> Source records
_ _ _ _
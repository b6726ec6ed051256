//! Generated Audio Clips
//!
//! Writes synthesized MP3 replies under `<public>/audio` so the static file
//! service can hand them to the browser.

use std::path::{Path, PathBuf};

use tokio::io::AsyncWriteExt;

use frecuencia_core::error::{CoreError, Result};

/// Directory-backed clip writer
#[derive(Clone, Debug)]
pub struct AudioClipStore {
    public_dir: PathBuf,
}

impl AudioClipStore {
    pub fn new(public_dir: impl Into<PathBuf>) -> Self {
        Self {
            public_dir: public_dir.into(),
        }
    }

    pub fn audio_dir(&self) -> PathBuf {
        self.public_dir.join("audio")
    }

    /// Fresh file name: `tts_<millis>_<6 random chars>.mp3`
    fn clip_name() -> String {
        let suffix = uuid::Uuid::new_v4().simple().to_string();
        format!(
            "tts_{}_{}.mp3",
            chrono::Utc::now().timestamp_millis(),
            &suffix[..6]
        )
    }

    /// Save an MP3 and return its public URL (`/audio/<file>`)
    pub async fn save(&self, audio: &[u8]) -> Result<String> {
        if audio.is_empty() {
            return Err(CoreError::InvalidInput("audio clip is empty".into()));
        }

        let dir = self.audio_dir();
        tokio::fs::create_dir_all(&dir).await?;

        let name = Self::clip_name();
        let path = dir.join(&name);
        let mut file = tokio::fs::File::create(&path).await?;
        file.write_all(audio).await?;
        file.flush().await?;

        tracing::debug!(path = %path.display(), bytes = audio.len(), "Saved audio clip");
        Ok(format!("/audio/{name}"))
    }

    /// Resolve a public URL back to its file, if it points into the clip dir
    pub fn resolve(&self, url: &str) -> Option<PathBuf> {
        let name = url.strip_prefix("/audio/")?;
        if name.is_empty() || name.contains('/') || name.contains("..") {
            return None;
        }
        Some(self.audio_dir().join(Path::new(name)))
    }
}
//! Assistant Provider Strategy
//!
//! Common interface for the AI backend that writes a reply and reads it
//! aloud. The server only talks to this trait, so the text and speech
//! backends can be swapped without touching the handlers.

use async_trait::async_trait;
use serde::{Deserialize, Serialize};

use crate::error::{CoreError, Result};

/// Narrator voice
#[derive(Clone, Copy, Debug, Default, PartialEq, Eq, Serialize, Deserialize)]
pub enum Voice {
    #[default]
    Miguel,
    Maria,
}

impl Voice {
    pub const fn as_str(&self) -> &'static str {
        match self {
            Self::Miguel => "Miguel",
            Self::Maria => "Maria",
        }
    }

    /// Parse a voice name. Anything other than `Maria` narrates as `Miguel`.
    pub fn parse(s: &str) -> Self {
        if s.trim().eq_ignore_ascii_case("maria") || s.trim().eq_ignore_ascii_case("maría") {
            Self::Maria
        } else {
            Self::Miguel
        }
    }
}

impl std::fmt::Display for Voice {
    fn fmt(&self, f: &mut std::fmt::Formatter<'_>) -> std::fmt::Result {
        f.write_str(self.as_str())
    }
}

/// Text to be read aloud
#[derive(Clone, Debug, Serialize, Deserialize)]
pub struct SpeechRequest {
    pub text: String,
    pub voice: Voice,
    /// BCP-47 language code
    #[serde(default = "default_language")]
    pub language_code: String,
}

fn default_language() -> String {
    "es-ES".into()
}

impl SpeechRequest {
    pub fn new(text: impl Into<String>, voice: Voice) -> Self {
        Self {
            text: text.into(),
            voice,
            language_code: default_language(),
        }
    }
}

/// Generated reply with its MP3 rendition
#[derive(Clone, Debug)]
pub struct AssistantReply {
    pub text: String,
    pub audio: Vec<u8>,
}

/// Strategy trait for assistant backends
#[async_trait]
pub trait AssistantProvider: Send + Sync {
    /// Provider name for logs and health output
    fn name(&self) -> &str;

    /// Check if the provider is configured and reachable
    async fn health_check(&self) -> bool {
        true
    }

    /// Generate a text reply for the prompt
    async fn generate_text(&self, prompt: &str) -> Result<String>;

    /// Render text as MP3 bytes
    async fn synthesize(&self, request: &SpeechRequest) -> Result<Vec<u8>>;

    /// Generate a reply and read it aloud.
    ///
    /// An empty generation falls back to the prompt itself so the user still
    /// hears something.
    async fn reply(&self, prompt: &str, voice: Voice) -> Result<AssistantReply> {
        let prompt = prompt.trim();
        if prompt.is_empty() {
            return Err(CoreError::InvalidInput("prompt is empty".into()));
        }

        let generated = self.generate_text(prompt).await?;
        let text = if generated.trim().is_empty() {
            prompt.to_string()
        } else {
            generated
        };

        let audio = self.synthesize(&SpeechRequest::new(text.clone(), voice)).await?;
        if audio.is_empty() {
            return Err(CoreError::Provider("speech backend returned no audio".into()));
        }

        Ok(AssistantReply { text, audio })
    }
}

#[cfg(test)]
mod tests {
    use super::*;

    struct EchoProvider {
        generated: &'static str,
    }

    #[async_trait]
    impl AssistantProvider for EchoProvider {
        fn name(&self) -> &str {
            "echo"
        }

        async fn generate_text(&self, _prompt: &str) -> Result<String> {
            Ok(self.generated.to_string())
        }

        async fn synthesize(&self, request: &SpeechRequest) -> Result<Vec<u8>> {
            Ok(request.text.as_bytes().to_vec())
        }
    }

    #[tokio::test]
    async fn test_reply_uses_generated_text() {
        let provider = EchoProvider { generated: "respira hondo" };
        let reply = provider.reply("estoy nervioso", Voice::Maria).await.unwrap();
        assert_eq!(reply.text, "respira hondo");
        assert_eq!(reply.audio, b"respira hondo");
    }

    #[tokio::test]
    async fn test_empty_generation_falls_back_to_prompt() {
        let provider = EchoProvider { generated: "  " };
        let reply = provider.reply("hola", Voice::Miguel).await.unwrap();
        assert_eq!(reply.text, "hola");
    }

    #[tokio::test]
    async fn test_empty_prompt_rejected() {
        let provider = EchoProvider { generated: "x" };
        let err = provider.reply("   ", Voice::Miguel).await.unwrap_err();
        assert!(matches!(err, CoreError::InvalidInput(_)));
    }

    #[test]
    fn test_voice_parse() {
        assert_eq!(Voice::parse("maria"), Voice::Maria);
        assert_eq!(Voice::parse("Pedro"), Voice::Miguel);
    }
}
_ _ _ _
Set down, exactly as they stand above, the lines starting with the line with "pub fn parse(s: &str)" and going on through the line with "fn fmt(&self, f: &mut", and no others.

> RESPONSE FOR THIS EXERCISE
    pub fn parse(s: &str) -> Self {
        if s.trim().eq_ignore_ascii_case("maria") || s.trim().eq_ignore_ascii_case("maría") {
            Self::Maria
        } else {
            Self::Miguel
        }
    }
}

impl std::fmt::Display for Voice {
    fn fmt(&self, f: &mut std::fmt::Formatter<'_>) -> std::fmt::Result {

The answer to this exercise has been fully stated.